Un confident
Il l’avait regardé sans rien dire, longtemps. Convenant enfin qu’il avait là un auditeur attentif tant celui-ci se taisait, il lui caressa d’abord le col d’un doigt distrait, hésitant, puis enfin, il se décida.
Il commença petitement, par bribes, bredouillant quelque histoire enfantine dont il se disait le héros, quand tout d’un coup il s’arrêta, soupçonneux, le sourcil dressé, attendant une réaction qui ne vint pas.

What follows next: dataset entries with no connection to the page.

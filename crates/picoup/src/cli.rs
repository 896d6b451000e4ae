//! Command-line definitions and error-to-exit-code mapping.

use std::path::PathBuf;

use clap::{Args, Parser, Subcommand};
use miette::Diagnostic;
use picoup_core::InstallRequest;
use thiserror::Error;

use crate::tracing::{LogLevel, TracingFormat};

/// Exit code for success.
pub const EXIT_OK: i32 = 0;
/// Any failure without a more specific code.
pub const EXIT_FAILURE: i32 = 1;
/// Host OS/arch is not supported.
pub const EXIT_UNSUPPORTED_PLATFORM: i32 = 2;
/// A version, tag or asset could not be found.
pub const EXIT_NOT_FOUND: i32 = 3;
/// A network request failed.
pub const EXIT_HTTP: i32 = 4;
/// An external command (git, tar) failed.
pub const EXIT_COMMAND_FAILED: i32 = 5;

/// Errors surfaced by the binary.
#[derive(Error, Debug, Diagnostic)]
pub enum CliError {
    /// Bad settings file or option combination.
    #[error("Configuration error: {message}")]
    #[diagnostic(code(picoup::cli::config))]
    Config {
        /// The error message
        message: String,
        /// Optional help text
        #[help]
        help: Option<String>,
    },

    /// Failure from the resolver or installer.
    #[error(transparent)]
    #[diagnostic(transparent)]
    Core(#[from] picoup_core::Error),
}

impl CliError {
    /// Create a configuration error.
    #[must_use]
    pub fn config(message: impl Into<String>) -> Self {
        Self::Config {
            message: message.into(),
            help: None,
        }
    }

    /// Create a configuration error with help text.
    #[must_use]
    pub fn config_with_help(message: impl Into<String>, help: impl Into<String>) -> Self {
        Self::Config {
            message: message.into(),
            help: Some(help.into()),
        }
    }
}

/// Map an error to the process exit code.
#[must_use]
pub const fn exit_code_for(err: &CliError) -> i32 {
    use picoup_core::Error;
    match err {
        CliError::Core(Error::UnsupportedPlatform { .. }) => EXIT_UNSUPPORTED_PLATFORM,
        CliError::Core(Error::NotFound { .. }) => EXIT_NOT_FOUND,
        CliError::Core(Error::Http { .. }) => EXIT_HTTP,
        CliError::Core(Error::CommandFailed { .. }) => EXIT_COMMAND_FAILED,
        _ => EXIT_FAILURE,
    }
}

/// Resolve and install Raspberry Pi Pico SDK components.
#[derive(Debug, Parser)]
#[command(name = "picoup", version, about, long_about = None)]
pub struct Cli {
    /// The subcommand to execute.
    #[command(subcommand)]
    pub command: Commands,

    /// Logging verbosity level.
    #[arg(long, global = true, default_value = "warn", value_enum)]
    pub log_level: LogLevel,

    /// Log output format.
    #[arg(long, global = true, default_value = "compact", value_enum)]
    pub log_format: TracingFormat,

    #[command(flatten)]
    pub global: GlobalArgs,
}

/// Options shared by every command that touches the network or disk.
#[derive(Debug, Clone, Default, Args)]
pub struct GlobalArgs {
    /// Install root [default: ~/.pico-sdk].
    #[arg(long, global = true, env = "PICOUP_ROOT")]
    pub root: Option<PathBuf>,

    /// GitHub token for the releases API; `GH_TOKEN` is also honoured.
    #[arg(long, global = true, env = "GITHUB_TOKEN", hide_env_values = true)]
    pub github_token: Option<String>,

    /// Plan components already present under the root without looking them up.
    #[arg(long, global = true)]
    pub prefer_installed: bool,

    /// Skip the hosted toolchain index and use the bundled copy.
    #[arg(long, global = true)]
    pub offline_index: bool,

    /// Settings file [default: <config dir>/picoup/config.toml].
    #[arg(long, global = true)]
    pub config: Option<PathBuf>,
}

/// Available subcommands.
#[derive(Debug, Subcommand)]
pub enum Commands {
    /// Print the detected host OS and architecture.
    Detect,

    /// Resolve component versions into an install plan.
    Resolve {
        #[command(flatten)]
        versions: VersionArgs,

        /// Print the plan as canonical JSON.
        #[arg(long)]
        json: bool,
    },

    /// Resolve and then install every component.
    Install {
        #[command(flatten)]
        versions: VersionArgs,
    },

    /// List toolchain versions available for this host.
    Toolchains,

    /// Install from a saved JSON plan without resolving again.
    PlanInstall {
        /// Path to a plan written by `resolve --json`.
        plan: PathBuf,
    },
}

/// Requested component versions.
#[derive(Debug, Clone, Args)]
pub struct VersionArgs {
    /// SDK version (also selects the tools bundle).
    #[arg(long)]
    pub sdk: String,

    /// Toolchain version key, e.g. `14_2_Rel1`.
    #[arg(long)]
    pub toolchain: String,

    /// CMake version.
    #[arg(long)]
    pub cmake: String,

    /// Ninja version.
    #[arg(long)]
    pub ninja: String,

    /// picotool version.
    #[arg(long)]
    pub picotool: String,

    /// OpenOCD version.
    #[arg(long)]
    pub openocd: String,

    /// Do not include the prebuilt tools bundle.
    #[arg(long)]
    pub no_tools: bool,
}

impl From<VersionArgs> for InstallRequest {
    fn from(args: VersionArgs) -> Self {
        Self {
            sdk: args.sdk,
            toolchain: args.toolchain,
            cmake: args.cmake,
            ninja: args.ninja,
            picotool: args.picotool,
            openocd: args.openocd,
            include_tools: !args.no_tools,
        }
    }
}

/// Parse the process arguments.
#[must_use]
pub fn parse() -> Cli {
    Cli::parse()
}
//! Per-component asset selection.
//!
//! Each component hardcodes its own naming conventions: extension allow-list,
//! version prefix, OS token synonyms and architecture token synonyms. The
//! predicates are pure functions of `(file name, host, version)`.
//!
//! When several assets match, the first in the release's listing order wins.
//! Order is a tie-break, not a quality signal; there is no scoring.

use picoup_core::{Arch, ComponentId, HostEnvironment, Os, Release, ReleaseAsset};
use tracing::debug;

const X86_64_TOKENS: &[&str] = &["x86_64", "x64", "amd64"];
const AARCH64_TOKENS: &[&str] = &["aarch64", "arm64"];
const MAC_TOKENS: &[&str] = &["mac", "macos", "darwin", "osx"];

/// Extensions published by the pico-sdk-tools repository.
const SDK_TOOLS_EXTENSIONS: &[&str] = &[".tar.gz", ".zip", ".tar.xz"];

fn arch_tokens(arch: Arch) -> &'static [&'static str] {
    match arch {
        Arch::X86_64 => X86_64_TOKENS,
        Arch::Aarch64 => AARCH64_TOKENS,
    }
}

fn is_arch_token(token: &str) -> bool {
    X86_64_TOKENS.contains(&token) || AARCH64_TOKENS.contains(&token)
}

fn strip_extension<'a>(name: &'a str, allowed: &[&str]) -> Option<&'a str> {
    allowed.iter().find_map(|ext| name.strip_suffix(ext))
}

/// Product name of an asset hosted in the pico-sdk-tools repository.
fn sdk_tools_product(id: ComponentId) -> Option<&'static str> {
    match id {
        ComponentId::Tools => Some("pico-sdk-tools"),
        ComponentId::Picotool => Some("picotool"),
        ComponentId::Openocd => Some("openocd"),
        _ => None,
    }
}

/// `<product>-<version>-<arch>-<os>.<ext>`; macOS archives may be universal
/// and omit the arch token. Every trailing token must be a recognised OS or
/// arch token, so `picotool-2.2.0` never matches `picotool-2.2.0-a4-...`.
fn matches_sdk_tools(product: &str, name: &str, env: HostEnvironment, version: &str) -> bool {
    let Some(stem) = strip_extension(name, SDK_TOOLS_EXTENSIONS) else {
        return false;
    };
    let Some(rest) = stem.strip_prefix(&format!("{product}-{version}-")) else {
        return false;
    };

    let os_tokens: &[&str] = match env.os {
        Os::Linux => &["lin", "linux"],
        Os::MacOs => MAC_TOKENS,
    };

    let mut os_seen = false;
    let mut arch_seen = false;
    let mut arch_ok = false;
    for token in rest.split('-') {
        if os_tokens.contains(&token) {
            os_seen = true;
        } else if token == "universal" && env.os == Os::MacOs {
            arch_seen = true;
            arch_ok = true;
        } else if is_arch_token(token) {
            arch_seen = true;
            arch_ok |= arch_tokens(env.arch).contains(&token);
        } else {
            return false;
        }
    }

    let arch_ok = if arch_seen {
        arch_ok
    } else {
        env.os == Os::MacOs
    };
    os_seen && arch_ok
}

/// `cmake-<version>-<os>-<arch>.tar.gz`. The version prefix is case
/// sensitive; OS and arch tokens are not (older releases use `Linux`/`Darwin`).
/// macOS ships one universal archive, so the arch token is ignored there.
fn matches_cmake(name: &str, env: HostEnvironment, version: &str) -> bool {
    let Some(stem) = strip_extension(name, &[".tar.gz"]) else {
        return false;
    };
    let Some(rest) = stem.strip_prefix(&format!("cmake-{version}-")) else {
        return false;
    };
    let tokens: Vec<String> = rest.split('-').map(str::to_lowercase).collect();
    let [os, arch] = tokens.as_slice() else {
        return false;
    };

    match env.os {
        Os::Linux => os == "linux" && arch_tokens(env.arch).contains(&arch.as_str()),
        Os::MacOs => ["macos", "darwin", "osx"].contains(&os.as_str()),
    }
}

/// How a ninja asset relates to the host.
#[derive(Debug, Clone, Copy, PartialEq, Eq)]
enum NinjaFit {
    /// Names the host's architecture explicitly.
    ArchSpecific,
    /// Carries no architecture token.
    Generic,
}

/// `ninja-<os>[-<arch>].zip`. Names are not versioned.
fn ninja_fit(name: &str, env: HostEnvironment) -> Option<NinjaFit> {
    let stem = strip_extension(name, &[".zip"])?;
    let rest = stem.strip_prefix("ninja-")?;
    let mut tokens = rest.split('-');
    let os = tokens.next()?;
    let arch = tokens.next();
    if tokens.next().is_some() {
        return None;
    }

    let os_ok = match env.os {
        Os::Linux => os == "linux",
        Os::MacOs => MAC_TOKENS.contains(&os),
    };
    if !os_ok {
        return None;
    }

    match arch {
        None => Some(NinjaFit::Generic),
        Some(token) if arch_tokens(env.arch).contains(&token) => Some(NinjaFit::ArchSpecific),
        Some(_) => None,
    }
}

/// Linux historically ships one generic ninja for every architecture. A
/// non-x86_64 host prefers an arch-specific build when the release has one and
/// falls back to the generic name otherwise; x86_64 and macOS hosts take the
/// generic name first.
fn select_ninja(release: &Release, env: HostEnvironment) -> Option<&ReleaseAsset> {
    for asset in &release.assets {
        if ninja_fit(&asset.name, env).is_none() {
            debug!(component = "ninja", asset = %asset.name, %env, "Rejected asset");
        }
    }
    let first_with = |fit: NinjaFit| {
        release
            .assets
            .iter()
            .find(|asset| ninja_fit(&asset.name, env) == Some(fit))
    };

    let prefer_specific = env.os == Os::Linux && env.arch != Arch::X86_64;
    if prefer_specific {
        first_with(NinjaFit::ArchSpecific).or_else(|| first_with(NinjaFit::Generic))
    } else {
        first_with(NinjaFit::Generic).or_else(|| first_with(NinjaFit::ArchSpecific))
    }
}

/// Whether an asset file name is acceptable for a component on a host.
///
/// Components without release assets (the SDK and the toolchain) never match.
#[must_use]
pub fn asset_matches(id: ComponentId, name: &str, env: HostEnvironment, version: &str) -> bool {
    match id {
        ComponentId::Sdk | ComponentId::Toolchain => false,
        ComponentId::Tools | ComponentId::Picotool | ComponentId::Openocd => {
            sdk_tools_product(id).is_some_and(|product| matches_sdk_tools(product, name, env, version))
        }
        ComponentId::Cmake => matches_cmake(name, env, version),
        ComponentId::Ninja => ninja_fit(name, env).is_some(),
    }
}

/// Select the asset for a component from a release.
///
/// Returns `None` when no asset satisfies the component's rules; the caller
/// decides whether that is a skip or a failure.
#[must_use]
pub fn select_asset<'a>(
    id: ComponentId,
    release: &'a Release,
    env: HostEnvironment,
    version: &str,
) -> Option<&'a ReleaseAsset> {
    if id == ComponentId::Ninja {
        return select_ninja(release, env);
    }
    release.assets.iter().find(|asset| {
        let matched = asset_matches(id, &asset.name, env, version);
        if !matched {
            debug!(component = %id, asset = %asset.name, %env, %version, "Rejected asset");
        }
        matched
    })
}
//! Component identifiers and the caller-supplied install request.

use serde::{Deserialize, Serialize};

use crate::{Error, Result};

/// One independently installable unit.
#[derive(Debug, Clone, Copy, PartialEq, Eq, Hash, PartialOrd, Ord, Serialize, Deserialize)]
#[serde(rename_all = "lowercase")]
pub enum ComponentId {
    /// The Pico SDK, installed by source-control clone.
    Sdk,
    /// The ARM cross compiler.
    Toolchain,
    /// Optional prebuilt SDK tools bundle.
    Tools,
    /// Ninja build tool.
    Ninja,
    /// CMake build generator.
    Cmake,
    /// Device flashing utility.
    Picotool,
    /// Debug-probe server.
    Openocd,
}

impl ComponentId {
    /// Every component in resolution and rendering order.
    pub const ALL: [Self; 7] = [
        Self::Sdk,
        Self::Toolchain,
        Self::Tools,
        Self::Ninja,
        Self::Cmake,
        Self::Picotool,
        Self::Openocd,
    ];

    /// Stable string tag used in install paths and manifest keys.
    #[must_use]
    pub fn tag(self) -> &'static str {
        match self {
            Self::Sdk => "sdk",
            Self::Toolchain => "toolchain",
            Self::Tools => "tools",
            Self::Ninja => "ninja",
            Self::Cmake => "cmake",
            Self::Picotool => "picotool",
            Self::Openocd => "openocd",
        }
    }

    /// Whether a miss for this component aborts the whole resolve.
    #[must_use]
    pub fn is_required(self) -> bool {
        !matches!(self, Self::Tools)
    }

    /// Parse from a stable tag.
    #[must_use]
    pub fn parse(s: &str) -> Option<Self> {
        Self::ALL.into_iter().find(|id| id.tag() == s)
    }
}

impl std::fmt::Display for ComponentId {
    fn fmt(&self, f: &mut std::fmt::Formatter<'_>) -> std::fmt::Result {
        f.write_str(self.tag())
    }
}

/// Versions requested by the caller, one per component.
///
/// Version strings are free-form and component specific: the toolchain uses
/// underscores (`14_2_Rel1`), everything else is dotted. No defaults are
/// invented here.
#[derive(Debug, Clone, PartialEq, Eq, Serialize, Deserialize)]
pub struct InstallRequest {
    pub sdk: String,
    pub toolchain: String,
    pub cmake: String,
    pub ninja: String,
    pub picotool: String,
    pub openocd: String,
    /// Whether to resolve the optional tools bundle.
    pub include_tools: bool,
}

impl InstallRequest {
    /// Requested version for a component. The tools bundle follows the SDK.
    #[must_use]
    pub fn version_of(&self, id: ComponentId) -> &str {
        match id {
            ComponentId::Sdk | ComponentId::Tools => &self.sdk,
            ComponentId::Toolchain => &self.toolchain,
            ComponentId::Ninja => &self.ninja,
            ComponentId::Cmake => &self.cmake,
            ComponentId::Picotool => &self.picotool,
            ComponentId::Openocd => &self.openocd,
        }
    }

    /// Reject blank versions for required components.
    ///
    /// # Errors
    ///
    /// Returns [`Error::InvalidRequest`] naming the first blank component.
    pub fn validate(&self) -> Result<()> {
        for id in ComponentId::ALL.into_iter().filter(|id| id.is_required()) {
            if self.version_of(id).trim().is_empty() {
                return Err(Error::invalid_request(format!(
                    "missing version for required component '{id}'"
                )));
            }
        }
        Ok(())
    }
}
#[async_trait]
impl ReleaseSource for FakeReleases {
    async fn list_releases(&self, repo: Repository, limit: usize) -> Result<Vec<Release>> {
        self.calls.fetch_add(1, Ordering::SeqCst);
        if self.fail_listing {
            return Err(Error::http(format!("fake://{repo}/releases"), 502, "bad gateway"));
        }
        let mut releases = self.listings.get(&repo.to_string()).cloned().unwrap_or_default();
        releases.truncate(limit);
        Ok(releases)
    }

    async fn get_release_by_tag(&self, repo: Repository, tag: &str) -> Result<Release> {
        self.calls.fetch_add(1, Ordering::SeqCst);
        self.by_tag
            .get(&(repo.to_string(), tag.to_string()))
            .cloned()
            .ok_or_else(|| Error::not_found(repo.to_string(), "release tag", tag, "fake"))
    }

    async fn list_tags(&self, repo: Repository, _limit: usize) -> Result<Vec<String>> {
        self.calls.fetch_add(1, Ordering::SeqCst);
        Ok(self
            .listings
            .get(&repo.to_string())
            .map(|rs| rs.iter().map(|r| r.tag.clone()).collect())
            .unwrap_or_default())
    }
}

struct FakeIndex {
    text: &'static str,
    calls: AtomicUsize,
}

impl FakeIndex {
    fn new(text: &'static str) -> Self {
        Self {
            text,
            calls: AtomicUsize::new(0),
        }
    }
}

#[async_trait]
impl IndexSource for FakeIndex {
    async fn load_index(&self) -> Result<ToolchainIndex> {
        self.calls.fetch_add(1, Ordering::SeqCst);
        Ok(ToolchainIndex::parse(self.text, Provenance::Remote))
    }
}

fn request(include_tools: bool) -> InstallRequest {
    InstallRequest {
        sdk: "2.2.0".into(),
        toolchain: "14_2_Rel1".into(),
        cmake: "3.31.5".into(),
        ninja: "1.12.1".into(),
        picotool: "2.2.0-a4".into(),
        openocd: "0.12.0+dev".into(),
        include_tools,
    }
}

async fn resolve_with(
    releases: FakeReleases,
    request: &InstallRequest,
    env: HostEnvironment,
) -> Result<InstallPlan> {
    VersionResolver::new(Arc::new(releases), Arc::new(FakeIndex::new(INDEX)))
        .resolve(request, env)
        .await
}

fn url_of(plan: &InstallPlan, id: ComponentId) -> &str {
    plan.get(id)
        .and_then(|c| c.download_url.as_deref())
        .unwrap_or_default()
}

#[tokio::test]
async fn resolves_full_plan_for_linux_x64() {
    let plan = resolve_with(FakeReleases::standard(), &request(true), LINUX_X64)
        .await
        .unwrap();

    let paths: Vec<&str> = plan.components().iter().map(|c| c.install_path.as_str()).collect();
    assert_eq!(
        paths,
        [
            "sdk/2.2.0",
            "toolchain/14_2_Rel1",
            "tools/2.2.0",
            "ninja/v1.12.1",
            "cmake/v3.31.5",
            "picotool/2.2.0-a4",
            "openocd/0.12.0+dev",
        ]
    );

    assert_eq!(plan.sdk.clone_url.as_deref(), Some(PICO_SDK_CLONE_URL));
    assert!(plan.sdk.download_url.is_none());
    assert_eq!(
        url_of(&plan, ComponentId::Toolchain),
        "https://developer.arm.com/14.2/arm-gnu-toolchain-x86_64.tar.xz"
    );
    assert_eq!(plan.toolchain.archive_type, Some(ArchiveType::TarXz));
    assert!(plan.toolchain.notes.contains("remote"));
    assert!(url_of(&plan, ComponentId::Tools).ends_with("/v2.2.0-3/pico-sdk-tools-2.2.0-x86_64-lin.tar.gz"));
    assert!(url_of(&plan, ComponentId::Ninja).ends_with("/ninja-linux.zip"));
    assert_eq!(plan.ninja.archive_type, Some(ArchiveType::Zip));
    assert!(url_of(&plan, ComponentId::Cmake).ends_with("/cmake-3.31.5-linux-x86_64.tar.gz"));
    assert_eq!(plan.cmake.archive_type, Some(ArchiveType::TarGz));
    assert!(url_of(&plan, ComponentId::Picotool).ends_with("/picotool-2.2.0-a4-x86_64-lin.tar.gz"));
    assert!(url_of(&plan, ComponentId::Openocd).ends_with("/openocd-0.12.0+dev-x86_64-lin.tar.gz"));

    let json = plan.to_canonical_json().unwrap();
    assert_eq!(InstallPlan::from_json(&json).unwrap(), plan);
}

#[tokio::test]
async fn without_tools_the_bundle_is_never_looked_up() {
    let releases = Arc::new(FakeReleases::standard());
    let resolver = VersionResolver::new(releases.clone(), Arc::new(FakeIndex::new(INDEX)));

    let plan = resolver.resolve(&request(false), LINUX_X64).await.unwrap();

    assert!(plan.tools.is_none());
    assert_eq!(plan.components().len(), 6);
    // One by-tag lookup each for ninja, cmake, picotool and openocd.
    assert_eq!(releases.calls(), 4);
}

#[tokio::test]
async fn missing_toolchain_platform_key_fails_the_whole_resolve() {
    let err = resolve_with(FakeReleases::standard(), &request(true), LINUX_ARM)
        .await
        .unwrap_err();

    match err {
        Error::NotFound {
            component,
            version,
            host,
            ..
        } => {
            assert_eq!(component, "toolchain");
            assert_eq!(version, "14_2_Rel1");
            assert!(host.contains("linux_arm64"), "host was {host}");
            assert!(host.contains("linux/aarch64"), "host was {host}");
        }
        other => panic!("expected NotFound, got {other:?}"),
    }
}

#[tokio::test]
async fn unknown_toolchain_version_is_not_found() {
    let mut req = request(false);
    req.toolchain = "99_9_Rel9".into();
    let err = resolve_with(FakeReleases::standard(), &req, LINUX_X64)
        .await
        .unwrap_err();
    assert!(err.is_not_found());
}

#[tokio::test]
async fn tools_without_matching_asset_is_skipped() {
    let mut releases = FakeReleases::standard();
    let mut tools = sdk_tools_release();
    tools.assets.retain(|a| !a.name.starts_with("pico-sdk-tools"));
    releases
        .listings
        .insert(SDK_TOOLS_REPO.to_string(), vec![tools]);

    let plan = resolve_with(releases, &request(true), LINUX_X64).await.unwrap();

    assert!(plan.tools.is_none());
    assert!(plan.picotool.download_url.is_some());
}

#[tokio::test]
async fn tools_listing_failure_is_skipped() {
    let mut releases = FakeReleases::standard();
    releases.fail_listing = true;

    let plan = resolve_with(releases, &request(true), LINUX_X64).await.unwrap();

    assert!(plan.tools.is_none());
    assert_eq!(plan.components().len(), 6);
}

#[tokio::test]
async fn tools_falls_back_to_newest_release() {
    let mut req = request(true);
    req.sdk = "2.3.0".into();
    let mut releases = FakeReleases::standard();
    releases.add(
        SDK_TOOLS_REPO,
        release("v2.3.0-0", &["pico-sdk-tools-2.3.0-x86_64-lin.tar.gz"]),
    );
    let plan = resolve_with(releases, &req, LINUX_X64).await.unwrap();
    assert!(url_of(&plan, ComponentId::Tools).ends_with("/v2.3.0-0/pico-sdk-tools-2.3.0-x86_64-lin.tar.gz"));

    // No tag mentions 2.4.0: the newest tag (v2.2.0-3) is tried and has no 2.4.0 asset.
    req.sdk = "2.4.0".into();
    let plan = resolve_with(FakeReleases::standard(), &req, LINUX_X64)
        .await
        .unwrap();
    assert!(plan.tools.is_none());
}

#[tokio::test]
async fn draft_tools_releases_are_ignored() {
    let mut releases = FakeReleases::standard();
    let mut draft = release("v2.2.0-9", &["pico-sdk-tools-2.2.0-x86_64-lin.tar.gz"]);
    draft.is_draft = true;
    releases.add(SDK_TOOLS_REPO, draft);

    let plan = resolve_with(releases, &request(true), LINUX_X64).await.unwrap();
    assert!(url_of(&plan, ComponentId::Tools).contains("/v2.2.0-3/"));
}

#[tokio::test]
async fn missing_cmake_release_names_the_host() {
    let mut req = request(false);
    req.cmake = "3.99.0".into();
    let err = resolve_with(FakeReleases::standard(), &req, MAC_ARM)
        .await
        .unwrap_err();

    match err {
        Error::NotFound {
            component,
            version,
            host,
            ..
        } => {
            assert_eq!(component, "cmake");
            assert_eq!(version, "v3.99.0");
            assert_eq!(host, "macos/aarch64");
        }
        other => panic!("expected NotFound, got {other:?}"),
    }
}
//! Installation of resolved picoup plans.
//!
//! Takes an [`InstallPlan`](picoup_core::InstallPlan) and makes it true on disk:
//! archives are streamed to temporary files, unpacked beside their install
//! path and renamed into place; the SDK is shallow-cloned with its submodules.
//! Successful components are recorded in `picoup-manifest.json` under the
//! install root.

mod download;
mod extract;
mod git;
mod installer;
mod manifest;

pub use download::Downloader;
pub use extract::{is_supported, unpack};
pub use git::Git;
pub use installer::{InstallReport, Installer, Outcome};
pub use manifest::{MANIFEST_FILE_NAME, Manifest};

De plus belle, Il reprit son discours, haussant le ton, le fixant de ses yeux écarquillés, avec cette pensée, pour mieux convaincre, de peut-être l’hypnotiser. Il se rapprocha même jusqu’à le toucher de sa joue, comme s’il fut un vieil ami, beaucoup plus qu’une simple connaissance, continuant sa logorrhée d’une voix devenue pâteuse, maudissant cette Colette qui lui voulait du mal et dont il avait, depuis si longtemps, à se plaindre.
Ah ! Ce bonheur enfin de pouvoir tout dire, de déverser sa bile sans retenue, de confier aveuglément ses peines à qui se satisfaisait de seulement l’entendre. Une larme lui vint qu’il essuya du revers de la main, distraitement, parlant encore.
Il était maintenant tout fiel, en confiance, à imaginer des projets de vengeance.
Ce disant, parce que de sa main, il l’avait tenu sans le lâcher pendant sa confession, s’y accrochant de peur qu’ils ne se quittent, il avait resserré autour de lui ses doigts noueux et pitoyables, de frêles doigts qui n’auraient fait de mal à personne.
En tremblant, il avait porté le pot à sa bouche. D’un trait, il avait bu la bière.
Reposant sans douceur l’ustensile sur la table, il l’avait toisé, s’étonnant de cette vérité qui venait de lui traverser l’esprit.
Partant d’un rire gras et sonore, il s’était esclaffé :
— T’en fous, toi, hein ? T’as rien entendu. T’es sourd comme un pot, pas vrai ?
Aucune réponse ne lui venant, il avait croisé ses bras sur la table à la manière d’un petit enfant sage, puis il avait posé dessus sa tête et fermé les yeux.